── Data supplied
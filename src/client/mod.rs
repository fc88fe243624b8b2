//! # Client Records
//!
//! The value type stored by the directory and the snapshot document
//! format produced by the upstream integration pipeline.

mod record;
mod snapshot;

pub use record::{ClientId, ClientRecord};
pub use snapshot::{parse_snapshot, SnapshotSummary};
//! HTTP Route Tests
//!
//! Drives the assembled router in-process with `tower::ServiceExt::oneshot`.

use std::fs;
use std::path::Path;
use std::sync::Arc;
use std::time::Duration;

use axum::body::{to_bytes, Body};
use axum::http::{Method, Request, StatusCode};
use axum::Router;
use serde_json::{json, Value};
use tower::ServiceExt;

use clientdir::config::ListenerConfig;
use clientdir::http_server::{AppState, HttpServer};
use clientdir::index::ClientIndex;
use clientdir::loader::{FilePattern, LoaderConfig, SnapshotLoader};
use clientdir::monitor::{InvocationMonitor, MetricsRegistry};
use clientdir::service::ClientDirectory;

const SNAPSHOT: &str = r#"[
    {"id": 1, "nom": "Dupont", "prenom": "Marie", "email": "Marie@X.com", "ville": "Paris"},
    {"id": 2, "nom": "Durand", "email": "paul@x.com", "ville": "Lyon"},
    {"id": 3, "nom": "Dupuis", "ville": "Paris"}
]"#;

struct Harness {
    router: Router,
    _dir: tempfile::TempDir,
}

fn harness_with(snapshot: Option<&str>) -> Harness {
    let dir = tempfile::tempdir().unwrap();
    if let Some(body) = snapshot {
        fs::write(dir.path().join("clients_1.json"), body).unwrap();
    }

    let index = Arc::new(ClientIndex::new());
    let metrics = Arc::new(MetricsRegistry::new());
    let loader = Arc::new(loader_for(dir.path(), Arc::clone(&index)));
    loader.initialize().unwrap();

    let directory = Arc::new(ClientDirectory::new(
        index,
        InvocationMonitor::new(metrics.clone()),
    ));
    let state = AppState::new(directory, loader, metrics);
    let router = HttpServer::new(ListenerConfig::default(), state).router();

    Harness { router, _dir: dir }
}

fn loader_for(dir: &Path, index: Arc<ClientIndex>) -> SnapshotLoader {
    let config = LoaderConfig {
        watch_dir: dir.to_path_buf(),
        pattern: FilePattern::new("clients_*.json").unwrap(),
        poll_interval: Duration::from_secs(10),
        initial_delay: Duration::from_secs(5),
    };
    SnapshotLoader::new(config, index)
}

async fn send(router: &Router, method: Method, uri: &str, body: Option<Value>) -> (StatusCode, Value) {
    let mut request = Request::builder().method(method).uri(uri);
    let body = match body {
        Some(json) => {
            request = request.header("content-type", "application/json");
            Body::from(json.to_string())
        }
        None => Body::empty(),
    };

    let response = router
        .clone()
        .oneshot(request.body(body).unwrap())
        .await
        .unwrap();
    let status = response.status();
    let bytes = to_bytes(response.into_body(), usize::MAX).await.unwrap();
    let json = if bytes.is_empty() {
        Value::Null
    } else {
        serde_json::from_slice(&bytes).unwrap_or(Value::Null)
    };
    (status, json)
}

async fn get(router: &Router, uri: &str) -> (StatusCode, Value) {
    send(router, Method::GET, uri, None).await
}

fn ids(list: &Value) -> Vec<i64> {
    list.as_array()
        .unwrap()
        .iter()
        .map(|c| c["id"].as_i64().unwrap())
        .collect()
}

// =============================================================================
// LOOKUPS
// =============================================================================

#[tokio::test]
async fn test_list_all_clients() {
    let h = harness_with(Some(SNAPSHOT));

    let (status, body) = get(&h.router, "/clients").await;
    assert_eq!(status, StatusCode::OK);
    assert_eq!(ids(&body), vec![1, 2, 3]);
    assert_eq!(body[0]["name"], "Dupont");
    assert_eq!(body[0]["firstName"], "Marie");
    assert_eq!(body[0]["city"], "Paris");
}

#[tokio::test]
async fn test_query_parameters_switch_to_search() {
    let h = harness_with(Some(SNAPSHOT));

    let (_, body) = get(&h.router, "/clients?city=paris").await;
    assert_eq!(ids(&body), vec![1, 3]);

    let (_, body) = get(&h.router, "/clients?city=paris&name=PUI").await;
    assert_eq!(ids(&body), vec![3]);
}

#[tokio::test]
async fn test_get_by_id() {
    let h = harness_with(Some(SNAPSHOT));

    let (status, body) = get(&h.router, "/clients/2").await;
    assert_eq!(status, StatusCode::OK);
    assert_eq!(body["email"], "paul@x.com");

    let (status, body) = get(&h.router, "/clients/99").await;
    assert_eq!(status, StatusCode::NOT_FOUND);
    assert_eq!(body["code"], 404);
}

#[tokio::test]
async fn test_get_by_email_ignores_case() {
    let h = harness_with(Some(SNAPSHOT));

    let (status, body) = get(&h.router, "/clients/by-email/marie@x.com").await;
    assert_eq!(status, StatusCode::OK);
    assert_eq!(body["id"], 1);

    let (status, _) = get(&h.router, "/clients/by-email/nobody@x.com").await;
    assert_eq!(status, StatusCode::NOT_FOUND);
}

// =============================================================================
// EDITS
// =============================================================================

#[tokio::test]
async fn test_create_update_delete() {
    let h = harness_with(Some(SNAPSHOT));

    let (status, created) = send(
        &h.router,
        Method::POST,
        "/clients",
        Some(json!({"name": "Martin", "email": "lea@x.com", "city": "Nantes"})),
    )
    .await;
    assert_eq!(status, StatusCode::CREATED);
    let id = created["id"].as_i64().unwrap();

    let (status, updated) = send(
        &h.router,
        Method::PUT,
        &format!("/clients/{id}"),
        Some(json!({"name": "Martin", "email": "lea.martin@x.com"})),
    )
    .await;
    assert_eq!(status, StatusCode::OK);
    assert_eq!(updated["id"], id);
    assert_eq!(updated["email"], "lea.martin@x.com");
    assert!(updated.get("city").is_none());

    let (_, found) = get(&h.router, "/clients/by-email/LEA.MARTIN@x.com").await;
    assert_eq!(found["id"], id);

    let (status, body) = send(&h.router, Method::DELETE, &format!("/clients/{id}"), None).await;
    assert_eq!(status, StatusCode::OK);
    assert_eq!(body, json!({"deleted": true}));

    let (_, body) = send(&h.router, Method::DELETE, &format!("/clients/{id}"), None).await;
    assert_eq!(body, json!({"deleted": false}));
}

#[tokio::test]
async fn test_update_unknown_is_not_found() {
    let h = harness_with(Some(SNAPSHOT));

    let (status, _) = send(&h.router, Method::PUT, "/clients/404", Some(json!({"name": "X"}))).await;
    assert_eq!(status, StatusCode::NOT_FOUND);

    let (status, _) = get(&h.router, "/clients/404").await;
    assert_eq!(status, StatusCode::NOT_FOUND);
}

// =============================================================================
// ADMIN
// =============================================================================

#[tokio::test]
async fn test_snapshot_status_and_reload() {
    let h = harness_with(Some(SNAPSHOT));

    let (status, body) = get(&h.router, "/admin/snapshot").await;
    assert_eq!(status, StatusCode::OK);
    assert_eq!(body["status"]["state"], "loaded");
    assert_eq!(body["status"]["file_name"], "clients_1.json");
    assert!(body["summary"].as_str().unwrap().starts_with("File: clients_1.json"));

    send(&h.router, Method::DELETE, "/clients/1", None).await;
    let (status, body) = send(&h.router, Method::POST, "/admin/reload", None).await;
    assert_eq!(status, StatusCode::OK);
    assert_eq!(body["outcome"], "applied");
    assert_eq!(body["cache_size"], 3);

    let (status, _) = get(&h.router, "/clients/1").await;
    assert_eq!(status, StatusCode::OK);
}

#[tokio::test]
async fn test_reload_with_empty_directory() {
    let h = harness_with(None);

    let (_, body) = get(&h.router, "/admin/snapshot").await;
    assert_eq!(body["status"]["state"], "nothing_loaded");
    assert_eq!(body["summary"], "No file processed yet");

    let (status, body) = send(&h.router, Method::POST, "/admin/reload", None).await;
    assert_eq!(status, StatusCode::OK);
    assert_eq!(body["outcome"], "no_candidate");
    assert_eq!(body["cache_size"], 0);
}

// =============================================================================
// OBSERVABILITY
// =============================================================================

#[tokio::test]
async fn test_health_reports_cache_size() {
    let h = harness_with(Some(SNAPSHOT));

    let (status, body) = get(&h.router, "/health").await;
    assert_eq!(status, StatusCode::OK);
    assert_eq!(body["status"], "ok");
    assert_eq!(body["cache_size"], 3);
}

#[tokio::test]
async fn test_metrics_reflect_requests() {
    let h = harness_with(Some(SNAPSHOT));
    get(&h.router, "/clients").await;
    get(&h.router, "/clients/1").await;
    get(&h.router, "/clients/404").await;

    let (status, body) = get(&h.router, "/metrics").await;
    assert_eq!(status, StatusCode::OK);
    assert_eq!(body["requests_total"], 3);
    assert_eq!(body["requests_by_operation"]["getClientById"], 2);
    assert_eq!(body["errors_total"], 0);
    assert_eq!(body["latency"]["getAllClients"]["count"], 1);
}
────
• **Problem requirements**:
Count how many lines in the listing above hold "index". Supply only that number.

• **Your response**:
6